On the main train line from Kyoto and Osaka in the west to Tokyo in the east, Sekigahara is located at the foot of a pass through the mountains, which has been a strategic spot for centuries.
In October of the year 1600 the bloodiest and most important battle in Japan’s ancient history took place here . It was a clash between the eastern alliances, who were in possession of the town and the western alliances who were camped here in the surrounding hills.
Each year, on the anniversary of the battle, a troop of reenactors dressed as Samurai musketeers commemorate the thousands who died here with a salute of their guns which are 500 years old.
The centre of the battlefield is marked by ta memorial. The eastern alliance had around 75,000 samurai, and the western alliance had even more. The battle itself lasted just 7 hours, but it was ferocious. As many as 30,000 samurai were killed.

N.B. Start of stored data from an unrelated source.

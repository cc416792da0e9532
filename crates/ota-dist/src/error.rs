//! # Distribution Pipeline Errors
//!
//! One error type for the whole publish pipeline. Variants follow the
//! failure taxonomy of the service:
//!
//! - `Validation`: rejected before any I/O or lock acquisition.
//! - `Archive`: the upload could not be decoded; nothing public was touched.
//! - `Io`: filesystem failure during build or swap (swap failures are rolled
//!   back before this is returned).
//! - `Busy`: another publish for the same application holds the lock.
//! - `VersionConflict`: an existing version name was re-uploaded with
//!   different content.
//! - `RollbackFailed`: a swap failed *and* the public tree could not be
//!   restored; operators must run reconciliation.
//!
//! Errors always carry the application and path context needed to act on
//! them from a log line alone.

use std::io;
use std::path::Path;

use thiserror::Error;

use ota_core::{AppId, ManifestError, ValidationError, VersionName};

use crate::archive::ArchiveError;

/// Errors from the distribution pipeline.
#[derive(Error, Debug)]
pub enum DistError {
    /// Request input failed validation.
    #[error("validation error: {0}")]
    Validation(String),

    /// The uploaded archive is corrupt, unsafe, or empty.
    #[error("archive error: {0}")]
    Archive(#[from] ArchiveError),

    /// A frozen manifest could not be read or written.
    #[error("manifest error ({context}): {source}")]
    Manifest {
        /// What the pipeline was doing.
        context: String,
        /// Underlying manifest error.
        #[source]
        source: ManifestError,
    },

    /// Filesystem failure.
    #[error("io error while {context}: {source}")]
    Io {
        /// What the pipeline was doing, including the path involved.
        context: String,
        /// Underlying I/O error.
        #[source]
        source: io::Error,
    },

    /// Another publish for this application is in flight.
    #[error("a publish for app {app_id} is already in progress")]
    Busy {
        /// The contended application.
        app_id: AppId,
    },

    /// The version already exists with a different manifest.
    #[error("version {version} of app {app_id} already exists with different content")]
    VersionConflict {
        /// The application.
        app_id: AppId,
        /// The version name that was re-uploaded.
        version: VersionName,
    },

    /// The latest-pointer store failed.
    #[error("pointer store error: {0}")]
    PointerStore(String),

    /// A swap failed and restoring the previous tree also failed.
    #[error("publish failed ({source}) and rollback failed: {rollback}")]
    RollbackFailed {
        /// The error that triggered the rollback.
        #[source]
        source: Box<DistError>,
        /// Why the rollback could not complete.
        rollback: String,
    },

    /// The blocking publish task panicked or was cancelled.
    #[error("publish task aborted: {0}")]
    TaskAborted(String),
}

impl DistError {
    /// Build an `Io` error for an operation on `path`.
    pub fn io(action: &str, path: &Path, source: io::Error) -> Self {
        Self::Io {
            context: format!("{action} {}", path.display()),
            source,
        }
    }

    /// Classify an archive failure: local filesystem errors become `Io`,
    /// problems with the archive itself stay `Archive`.
    pub fn archive(action: &str, path: &Path, source: ArchiveError) -> Self {
        match source {
            ArchiveError::Io(e) => Self::io(action, path, e),
            other => Self::Archive(other),
        }
    }

    /// Build a `Manifest` error for an operation on `path`.
    pub fn manifest(action: &str, path: &Path, source: ManifestError) -> Self {
        Self::Manifest {
            context: format!("{action} {}", path.display()),
            source,
        }
    }
}

impl From<ValidationError> for DistError {
    fn from(err: ValidationError) -> Self {
        Self::Validation(err.to_string())
    }
}

/// Attach path context to an `io::Result`.
pub(crate) trait IoResultExt<T> {
    fn at(self, action: &str, path: &Path) -> Result<T, DistError>;
}

impl<T> IoResultExt<T> for io::Result<T> {
    fn at(self, action: &str, path: &Path) -> Result<T, DistError> {
        self.map_err(|e| DistError::io(action, path, e))
    }
}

The most famous of the samurai warriors who fought in the battle are remembered on a giant mural in town, a replica of a painting created just after the battle.
The samurai would take heads in battle and a famous samurai Kanisaizo took the most number of heads at Sekigahara,- 17 heads in total
Nearby is the place where the leader of the victorious eastern alliance, Ieyasu Tokugawa, set up court to view the heads of his defeated enemies on the afternoon of the battle.

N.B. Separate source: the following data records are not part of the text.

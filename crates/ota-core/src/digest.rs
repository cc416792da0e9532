//! # File Digests
//!
//! `FileDigest` is the content hash recorded per file in a manifest: a
//! SHA-256 digest rendered as 64 lowercase hex characters, which is the
//! on-disk format of `checksum.json`.
//!
//! Digests are produced by streaming the input through `sha2::Sha256` in
//! fixed-size chunks, so large bundle files are never read into memory whole.

use std::fmt;
use std::fs::File;
use std::io::{self, Read};
use std::path::Path;

use serde::{Deserialize, Serialize};
use sha2::{Digest, Sha256};

/// Hex length of a SHA-256 digest.
const DIGEST_HEX_LEN: usize = 64;

/// Read buffer size used while hashing.
const CHUNK_SIZE: usize = 64 * 1024;

/// A SHA-256 content digest as 64 lowercase hex characters.
#[derive(Debug, Clone, PartialEq, Eq, Hash, PartialOrd, Ord, Serialize, Deserialize)]
#[serde(try_from = "String", into = "String")]
pub struct FileDigest(String);

impl FileDigest {
    /// Parse a hex digest, normalizing to lowercase.
    ///
    /// Returns a description of the problem when the input is not exactly
    /// 64 hex characters.
    pub fn parse(hex: &str) -> Result<Self, String> {
        let d = hex.trim().to_ascii_lowercase();
        if d.len() != DIGEST_HEX_LEN {
            return Err(format!(
                "digest must be {DIGEST_HEX_LEN} hex chars, got {} chars",
                d.len()
            ));
        }
        if !d.chars().all(|c| c.is_ascii_hexdigit()) {
            return Err("digest contains non-hex characters".to_string());
        }
        Ok(Self(d))
    }

    /// The digest as a hex string slice.
    pub fn as_hex(&self) -> &str {
        &self.0
    }

    fn from_hash(hash: &[u8]) -> Self {
        Self(hash.iter().map(|b| format!("{b:02x}")).collect())
    }
}

impl fmt::Display for FileDigest {
    fn fmt(&self, f: &mut fmt::Formatter<'_>) -> fmt::Result {
        f.write_str(&self.0)
    }
}

impl TryFrom<String> for FileDigest {
    type Error = String;

    fn try_from(value: String) -> Result<Self, Self::Error> {
        Self::parse(&value)
    }
}

impl From<FileDigest> for String {
    fn from(value: FileDigest) -> Self {
        value.0
    }
}

/// Hash everything readable from `reader`.
pub fn sha256_reader<R: Read>(mut reader: R) -> io::Result<FileDigest> {
    let mut hasher = Sha256::new();
    let mut buffer = vec![0u8; CHUNK_SIZE];
    loop {
        let n = reader.read(&mut buffer)?;
        if n == 0 {
            break;
        }
        hasher.update(&buffer[..n]);
    }
    Ok(FileDigest::from_hash(&hasher.finalize()))
}

/// Hash the contents of the file at `path`.
pub fn sha256_file(path: &Path) -> io::Result<FileDigest> {
    sha256_reader(File::open(path)?)
}

/// Hash an in-memory byte slice.
pub fn sha256_bytes(data: &[u8]) -> FileDigest {
    FileDigest::from_hash(&Sha256::digest(data))
}

#[cfg(test)]
mod tests {
    use super::*;

    #[test]
    fn test_known_sha256_vector() {
        assert_eq!(
            sha256_bytes(b"").as_hex(),
            "e3b0c44298fc1c149afbf4c8996fb92427ae41e4649b934ca495991b7852b855"
        );
        assert_eq!(
            sha256_bytes(b"abc").as_hex(),
            "ba7816bf8f01cfea414140de5dae2223b00361a396177a9cb410ff61f20015ad"
        );
    }

    #[test]
    fn test_reader_matches_bytes_across_chunk_boundary() {
        let data = vec![7u8; CHUNK_SIZE * 2 + 13];
        let streamed = sha256_reader(data.as_slice()).unwrap();
        assert_eq!(streamed, sha256_bytes(&data));
    }

    #[test]
    fn test_sha256_file() {
        let dir = tempfile::tempdir().unwrap();
        let path = dir.path().join("a.txt");
        std::fs::write(&path, b"abc").unwrap();
        assert_eq!(sha256_file(&path).unwrap(), sha256_bytes(b"abc"));
    }

    #[test]
    fn test_parse_normalizes_case_and_rejects_garbage() {
        let upper = "BA7816BF8F01CFEA414140DE5DAE2223B00361A396177A9CB410FF61F20015AD";
        assert_eq!(FileDigest::parse(upper).unwrap(), sha256_bytes(b"abc"));
        assert!(FileDigest::parse("abc").is_err());
        assert!(FileDigest::parse(&"z".repeat(64)).is_err());
    }

    #[test]
    fn test_serde_is_plain_hex_string() {
        let d = sha256_bytes(b"abc");
        let json = serde_json::to_string(&d).unwrap();
        assert_eq!(json, format!("\"{}\"", d.as_hex()));
        let back: FileDigest = serde_json::from_str(&json).unwrap();
        assert_eq!(back, d);
    }
}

There’d be specially trained women who would clean the heads up. They’d clean up the blood, they’d put a bit of rouge on the face, to make it look a bit healthier, they’d comb the hair, they’d perfume it and prepare it for presentation.
Losing your head to the enemy was very embarrassing. So some of the samurai would actually commit seppuku, which is also known as hara kiri,- they would cut their stomach open, and have a friend cut their head off, so that it wouldn’t fall into the hands of the enemy.
The Japanese Samurai sword was the sharpest, the finest, thsay could literally take off somebody’s head with one cut.